* Task instructions
State only how many lines below include the word "twelve".
+++
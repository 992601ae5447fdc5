//! Recency of clinical facts.
//!
//! Free-text entries carry their timing in prose. A relative phrase (`3 months ago`, `yesterday`)
//! is read as its own age and is anchored to the current encounter. An absolute date is measured
//! from the record's reference date, which is the most recent absolute date mentioned anywhere in
//! the snapshot. The two anchors are independent: in a record mixing both styles, the newest
//! absolute date has age 0 even when relative phrases describe later events. No wall clock is
//! read, so the same snapshot always yields the same ages.

use chrono::NaiveDate;
use regex::Regex;
use std::sync::LazyLock;

static ISO_DATE: LazyLock<Regex> =
    LazyLock::new(|| Regex::new(r"\b(\d{4})-(\d{1,2})-(\d{1,2})\b").expect("valid regex"));

static US_DATE: LazyLock<Regex> =
    LazyLock::new(|| Regex::new(r"\b(\d{1,2})/(\d{1,2})/(\d{4})\b").expect("valid regex"));

static RELATIVE: LazyLock<Regex> = LazyLock::new(|| {
    Regex::new(
        r"(?i)\b(\d+|a|an|one|two|three|four|five|six|seven|eight|nine|ten|eleven|twelve)\s+(day|week|month|year)s?\s+ago\b",
    )
    .expect("valid regex")
});

static NAMED: LazyLock<Regex> = LazyLock::new(|| {
    Regex::new(r"(?i)\b(today|current|this visit|now|yesterday|last week|last month|last year)\b")
        .expect("valid regex")
});

/// Timing phrase found inside a free-text entry.
#[derive(Clone, Debug, PartialEq, Eq)]
pub(crate) struct DateMention {
    /// Phrase as written, for display.
    pub phrase: String,
    /// Byte range of the phrase in the source text.
    pub span: (usize, usize),
    pub when: When,
}

#[derive(Clone, Copy, Debug, PartialEq, Eq)]
pub(crate) enum When {
    On(NaiveDate),
    DaysAgo(u32),
}

/// Finds the first timing phrase in `text`.
pub(crate) fn find_mention(text: &str) -> Option<DateMention> {
    let mut candidates: Vec<DateMention> = Vec::new();

    if let Some(caps) = ISO_DATE.captures(text) {
        let date = ymd(&caps[1], &caps[2], &caps[3]);
        if let (Some(date), Some(m)) = (date, caps.get(0)) {
            candidates.push(mention(text, m.start(), m.end(), When::On(date)));
        }
    }
    if let Some(caps) = US_DATE.captures(text) {
        let date = ymd(&caps[3], &caps[1], &caps[2]);
        if let (Some(date), Some(m)) = (date, caps.get(0)) {
            candidates.push(mention(text, m.start(), m.end(), When::On(date)));
        }
    }
    if let Some(caps) = RELATIVE.captures(text) {
        if let (Some(count), Some(m)) = (count_word(&caps[1]), caps.get(0)) {
            let unit = match caps[2].to_ascii_lowercase().as_str() {
                "day" => 1,
                "week" => 7,
                "month" => 30,
                _ => 365,
            };
            let days = count.saturating_mul(unit);
            candidates.push(mention(text, m.start(), m.end(), When::DaysAgo(days)));
        }
    }
    if let Some(m) = NAMED.find(text) {
        let days = match m.as_str().to_ascii_lowercase().as_str() {
            "yesterday" => 1,
            "last week" => 7,
            "last month" => 30,
            "last year" => 365,
            _ => 0,
        };
        candidates.push(mention(text, m.start(), m.end(), When::DaysAgo(days)));
    }

    candidates.into_iter().min_by_key(|c| c.span.0)
}

fn mention(text: &str, start: usize, end: usize, when: When) -> DateMention {
    DateMention {
        phrase: text[start..end].to_string(),
        span: (start, end),
        when,
    }
}

fn ymd(year: &str, month: &str, day: &str) -> Option<NaiveDate> {
    NaiveDate::from_ymd_opt(year.parse().ok()?, month.parse().ok()?, day.parse().ok()?)
}

fn count_word(word: &str) -> Option<u32> {
    let n = match word.to_ascii_lowercase().as_str() {
        "a" | "an" | "one" => 1,
        "two" => 2,
        "three" => 3,
        "four" => 4,
        "five" => 5,
        "six" => 6,
        "seven" => 7,
        "eight" => 8,
        "nine" => 9,
        "ten" => 10,
        "eleven" => 11,
        "twelve" => 12,
        digits => digits.parse().ok()?,
    };
    Some(n)
}

/// Reference point for turning absolute dates into ages.
#[derive(Clone, Copy, Debug, Default, PartialEq, Eq)]
pub(crate) struct RecencyAnchor {
    reference: Option<NaiveDate>,
}

impl RecencyAnchor {
    /// Builds the anchor from every text of a snapshot.
    pub(crate) fn from_texts<'a>(texts: impl IntoIterator<Item = &'a str>) -> Self {
        let reference = texts
            .into_iter()
            .flat_map(|text| {
                let iso = ISO_DATE
                    .captures_iter(text)
                    .filter_map(|c| ymd(&c[1], &c[2], &c[3]));
                let us = US_DATE
                    .captures_iter(text)
                    .filter_map(|c| ymd(&c[3], &c[1], &c[2]));
                iso.chain(us).collect::<Vec<_>>()
            })
            .max();
        Self { reference }
    }

    pub(crate) fn reference(&self) -> Option<NaiveDate> {
        self.reference
    }

    /// Age in days of a fact with the given mention. Undated facts belong to the current
    /// encounter and have age 0.
    pub(crate) fn age_days(&self, mention: Option<&DateMention>) -> u32 {
        match mention.map(|m| m.when) {
            None => 0,
            Some(When::DaysAgo(days)) => days,
            Some(When::On(date)) => {
                let reference = self.reference.unwrap_or(date);
                let days = (reference - date).num_days().max(0);
                u32::try_from(days).unwrap_or(u32::MAX)
            }
        }
    }
}

/// Removes the mention from `text`, along with enclosing brackets and dangling separators.
pub(crate) fn strip_mention(text: &str, mention: &DateMention) -> String {
    let (start, end) = mention.span;
    let before = text[..start].trim_end();
    let after = text[end..].trim_start();

    let (before, after) = match (before.strip_suffix('('), after.strip_prefix(')')) {
        (Some(b), Some(a)) => (b.trim_end(), a.trim_start()),
        _ => (before, after),
    };
    let before = before.trim_end_matches([',', ';', '-', ':', ' ']);
    let before = before
        .strip_suffix(" on")
        .or_else(|| before.strip_suffix(" from"))
        .unwrap_or(before);

    let joined = if after.is_empty() || after.starts_with([',', ';', '.', ')']) {
        format!("{before}{after}")
    } else {
        format!("{before} {after}")
    };
    joined
        .trim()
        .trim_end_matches([',', ';', '-', ':'])
        .trim()
        .to_string()
}
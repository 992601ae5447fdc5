//! # API Shared
//!
//! Shared utilities and definitions for the summarisation APIs.
//!
//! Contains:
//! - Wire bodies for health checks and error responses (`bodies` module)
//! - Shared services like `HealthService`
//!
//! Used by `api-rest`, and by any further transport, so every surface answers with the same shapes.

pub mod bodies;
pub mod health;

pub use bodies::{
    GenerationUnavailableBody, HealthRes, InvalidJsonBody, ValidationFailedBody,
    GENERATION_UNAVAILABLE, INVALID_JSON, VALIDATION_FAILED,
};
pub use health::HealthService;
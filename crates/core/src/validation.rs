//! Input Validator.
//!
//! Checks a raw JSON request against the data model and constructs the typed snapshot and
//! customization pair. Validation walks the whole document and reports every field-level problem
//! at once instead of stopping at the first; the order of reported errors follows the data model
//! (snapshot fields first, then customization fields).
//!
//! Rules:
//! - `ehr_data` and each of its eight fields are required; `null` counts as missing
//! - text fields must be JSON strings, list fields must be arrays of strings
//! - `customization` is optional and so is each of its fields; `null` means "not supplied"
//! - a supplied customization value must match its enumeration exactly
//! - unknown keys are ignored

use crate::error::{FieldError, ValidationErrors};
use crate::model::{CustomizationParameters, EhrSnapshot};
use serde_json::{Map, Value};
use std::str::FromStr;
use summary_types::{Audience, EnumParseError, FocusArea, SummaryLength, TimeFrame, UrgencyLevel};

const EHR_DATA: &str = "ehr_data";
const CUSTOMIZATION: &str = "customization";

/// Validates a raw request document.
///
/// # Errors
///
/// Returns [`ValidationErrors`] listing every missing, wrong-typed or out-of-range field. No
/// partially constructed value is returned alongside errors.
pub fn validate(raw: &Value) -> Result<(EhrSnapshot, CustomizationParameters), ValidationErrors> {
    let mut errors = ValidationErrors::default();

    let Some(root) = raw.as_object() else {
        errors.push(FieldError::type_mismatch("<root>", raw));
        return Err(errors);
    };

    let snapshot = match root.get(EHR_DATA) {
        None | Some(Value::Null) => {
            errors.push(FieldError::missing(EHR_DATA));
            None
        }
        Some(Value::Object(ehr)) => validate_snapshot(ehr, &mut errors),
        Some(other) => {
            errors.push(FieldError::type_mismatch(EHR_DATA, other));
            None
        }
    };

    let params = match root.get(CUSTOMIZATION) {
        None | Some(Value::Null) => CustomizationParameters::default(),
        Some(Value::Object(custom)) => validate_customization(custom, &mut errors),
        Some(other) => {
            errors.push(FieldError::type_mismatch(CUSTOMIZATION, other));
            CustomizationParameters::default()
        }
    };

    match snapshot {
        Some(snapshot) if errors.is_empty() => Ok((snapshot, params)),
        _ => Err(errors),
    }
}

/// Parses `input` as JSON and validates it.
///
/// Text that is not JSON at all is reported as a type mismatch at the document root.
pub fn validate_json(input: &str) -> Result<(EhrSnapshot, CustomizationParameters), ValidationErrors> {
    match serde_json::from_str::<Value>(input) {
        Ok(raw) => validate(&raw),
        Err(e) => {
            let mut errors = ValidationErrors::default();
            errors.push(FieldError::type_mismatch("<root>", &Value::String(e.to_string())));
            Err(errors)
        }
    }
}

fn validate_snapshot(ehr: &Map<String, Value>, errors: &mut ValidationErrors) -> Option<EhrSnapshot> {
    let demographics = text_field(ehr, "demographics", errors);
    let chief_complaint = text_field(ehr, "chief_complaint", errors);
    let past_medical_history = text_field(ehr, "past_medical_history", errors);
    let medications = list_field(ehr, "medications", errors);
    let allergies = list_field(ehr, "allergies", errors);
    let vital_signs = text_field(ehr, "vital_signs", errors);
    let lab_results = list_field(ehr, "lab_results", errors);
    let imaging_reports = list_field(ehr, "imaging_reports", errors);

    Some(EhrSnapshot {
        demographics: demographics?,
        chief_complaint: chief_complaint?,
        past_medical_history: past_medical_history?,
        medications: medications?,
        allergies: allergies?,
        vital_signs: vital_signs?,
        lab_results: lab_results?,
        imaging_reports: imaging_reports?,
    })
}

fn text_field(ehr: &Map<String, Value>, name: &str, errors: &mut ValidationErrors) -> Option<String> {
    let path = format!("{EHR_DATA}.{name}");
    match ehr.get(name) {
        None | Some(Value::Null) => {
            errors.push(FieldError::missing(path));
            None
        }
        Some(Value::String(s)) => Some(s.clone()),
        Some(other) => {
            errors.push(FieldError::type_mismatch(path, other));
            None
        }
    }
}

fn list_field(
    ehr: &Map<String, Value>,
    name: &str,
    errors: &mut ValidationErrors,
) -> Option<Vec<String>> {
    let path = format!("{EHR_DATA}.{name}");
    match ehr.get(name) {
        None | Some(Value::Null) => {
            errors.push(FieldError::missing(path));
            None
        }
        Some(Value::Array(items)) => {
            let mut out = Vec::with_capacity(items.len());
            let mut ok = true;
            for (i, item) in items.iter().enumerate() {
                match item {
                    Value::String(s) => out.push(s.clone()),
                    other => {
                        errors.push(FieldError::type_mismatch(format!("{path}[{i}]"), other));
                        ok = false;
                    }
                }
            }
            ok.then_some(out)
        }
        Some(other) => {
            errors.push(FieldError::type_mismatch(path, other));
            None
        }
    }
}

fn validate_customization(
    custom: &Map<String, Value>,
    errors: &mut ValidationErrors,
) -> CustomizationParameters {
    CustomizationParameters {
        length: enum_field::<SummaryLength>(custom, errors),
        time_frame: enum_field::<TimeFrame>(custom, errors),
        focus_area: enum_field::<FocusArea>(custom, errors),
        audience: enum_field::<Audience>(custom, errors),
        urgency_level: enum_field::<UrgencyLevel>(custom, errors),
    }
}

/// Closed enumerations the validator knows how to read from the customization object.
trait CustomizationField: FromStr<Err = EnumParseError> + Default {
    const NAME: &'static str;
}

impl CustomizationField for SummaryLength {
    const NAME: &'static str = SummaryLength::FIELD;
}
impl CustomizationField for TimeFrame {
    const NAME: &'static str = TimeFrame::FIELD;
}
impl CustomizationField for FocusArea {
    const NAME: &'static str = FocusArea::FIELD;
}
impl CustomizationField for Audience {
    const NAME: &'static str = Audience::FIELD;
}
impl CustomizationField for UrgencyLevel {
    const NAME: &'static str = UrgencyLevel::FIELD;
}

fn enum_field<T: CustomizationField>(custom: &Map<String, Value>, errors: &mut ValidationErrors) -> T {
    let path = format!("{CUSTOMIZATION}.{}", T::NAME);
    match custom.get(T::NAME) {
        None | Some(Value::Null) => T::default(),
        Some(Value::String(s)) => match s.parse::<T>() {
            Ok(value) => value,
            Err(e) => {
                errors.push(FieldError::invalid_enum(path, e.value));
                T::default()
            }
        },
        Some(other) => {
            errors.push(FieldError::type_mismatch(path, other));
            T::default()
        }
    }
}

#[cfg(test)]
mod tests {
    use super::*;
    use crate::error::FieldErrorKind;
    use serde_json::json;

    fn valid_request() -> Value {
        json!({
            "ehr_data": {
                "demographics": "65-year-old male",
                "chief_complaint": "Routine follow-up",
                "past_medical_history": "Hypertension, Type 2 Diabetes",
                "medications": ["Lisinopril 10mg daily", "Metformin 500mg twice daily"],
                "allergies": ["Penicillin: Hives"],
                "vital_signs": "BP 130/80",
                "lab_results": ["A1c 7.2% (3 months ago)"],
                "imaging_reports": []
            },
            "customization": {
                "length": "Brief",
                "time_frame": "Complete history"
            }
        })
    }

    #[test]
    fn test_validate_accepts_well_formed_request_and_applies_defaults() {
        let (snapshot, params) = validate(&valid_request()).expect("valid request");
        assert_eq!(snapshot.medications.len(), 2);
        assert!(snapshot.imaging_reports.is_empty());
        assert_eq!(params.length, SummaryLength::Brief);
        assert_eq!(params.time_frame, TimeFrame::CompleteHistory);
        assert_eq!(params.focus_area, FocusArea::General);
        assert_eq!(params.audience, Audience::Physician);
        assert_eq!(params.urgency_level, UrgencyLevel::Standard);
    }

    #[test]
    fn test_validate_allows_missing_customization() {
        let mut raw = valid_request();
        raw.as_object_mut().expect("object").remove("customization");
        let (_, params) = validate(&raw).expect("valid request");
        assert_eq!(params, CustomizationParameters::default());
    }

    #[test]
    fn test_validate_reports_missing_medications() {
        let mut raw = valid_request();
        raw["ehr_data"].as_object_mut().expect("object").remove("medications");

        let errors = validate(&raw).expect_err("medications is required");
        assert_eq!(errors.errors().len(), 1);
        let err = errors.find("ehr_data.medications").expect("error for medications");
        assert_eq!(err.kind, FieldErrorKind::MissingField);
        assert!(err.value.is_none());
    }

    #[test]
    fn test_validate_reports_type_mismatch_for_text_and_list_fields() {
        let mut raw = valid_request();
        raw["ehr_data"]["vital_signs"] = json!(["BP 130/80"]);
        raw["ehr_data"]["allergies"] = json!("Penicillin");

        let errors = validate(&raw).expect_err("wrong shapes");
        let kinds: Vec<_> = errors.errors().iter().map(|e| (e.field.as_str(), e.kind)).collect();
        assert_eq!(
            kinds,
            vec![
                ("ehr_data.allergies", FieldErrorKind::TypeMismatch),
                ("ehr_data.vital_signs", FieldErrorKind::TypeMismatch),
            ]
        );
    }

    #[test]
    fn test_validate_names_the_offending_list_element() {
        let mut raw = valid_request();
        raw["ehr_data"]["lab_results"] = json!(["A1c 7.2%", 42]);

        let errors = validate(&raw).expect_err("non-string element");
        let err = errors.find("ehr_data.lab_results[1]").expect("element error");
        assert_eq!(err.kind, FieldErrorKind::TypeMismatch);
        assert_eq!(err.value, Some(json!(42)));
    }

    #[test]
    fn test_validate_rejects_every_out_of_range_enum_value() {
        let fields = ["length", "time_frame", "focus_area", "audience", "urgency_level"];
        for field in fields {
            let mut raw = valid_request();
            raw["customization"][field] = json!("Bogus");

            let errors = validate(&raw).expect_err("out-of-range value");
            let err = errors
                .find(&format!("customization.{field}"))
                .expect("error names the field");
            assert_eq!(err.kind, FieldErrorKind::InvalidEnumValue);
            assert_eq!(err.value, Some(json!("Bogus")));
        }
    }

    #[test]
    fn test_validate_does_not_coerce_case() {
        let mut raw = valid_request();
        raw["customization"]["urgency_level"] = json!("critical only");
        let errors = validate(&raw).expect_err("case-sensitive");
        assert_eq!(errors.errors()[0].kind, FieldErrorKind::InvalidEnumValue);
    }

    #[test]
    fn test_validate_reports_non_string_enum_as_type_mismatch() {
        let mut raw = valid_request();
        raw["customization"]["length"] = json!(3);
        let errors = validate(&raw).expect_err("wrong type");
        let err = errors.find("customization.length").expect("error");
        assert_eq!(err.kind, FieldErrorKind::TypeMismatch);
    }

    #[test]
    fn test_validate_collects_errors_across_sections() {
        let raw = json!({
            "ehr_data": { "demographics": "adult" },
            "customization": { "audience": "Family" }
        });
        let errors = validate(&raw).expect_err("many errors");
        assert_eq!(errors.errors().len(), 8);
        assert_eq!(errors.errors()[0].field, "ehr_data.chief_complaint");
        assert_eq!(errors.errors()[7].field, "customization.audience");
    }

    #[test]
    fn test_validate_reports_missing_ehr_data() {
        let errors = validate(&json!({ "customization": {} })).expect_err("no ehr_data");
        let err = errors.find("ehr_data").expect("error");
        assert_eq!(err.kind, FieldErrorKind::MissingField);
    }

    #[test]
    fn test_validate_json_rejects_malformed_text() {
        let errors = validate_json("{not json").expect_err("malformed");
        assert_eq!(errors.errors()[0].field, "<root>");
    }
}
+++
* Answer to the exercise
2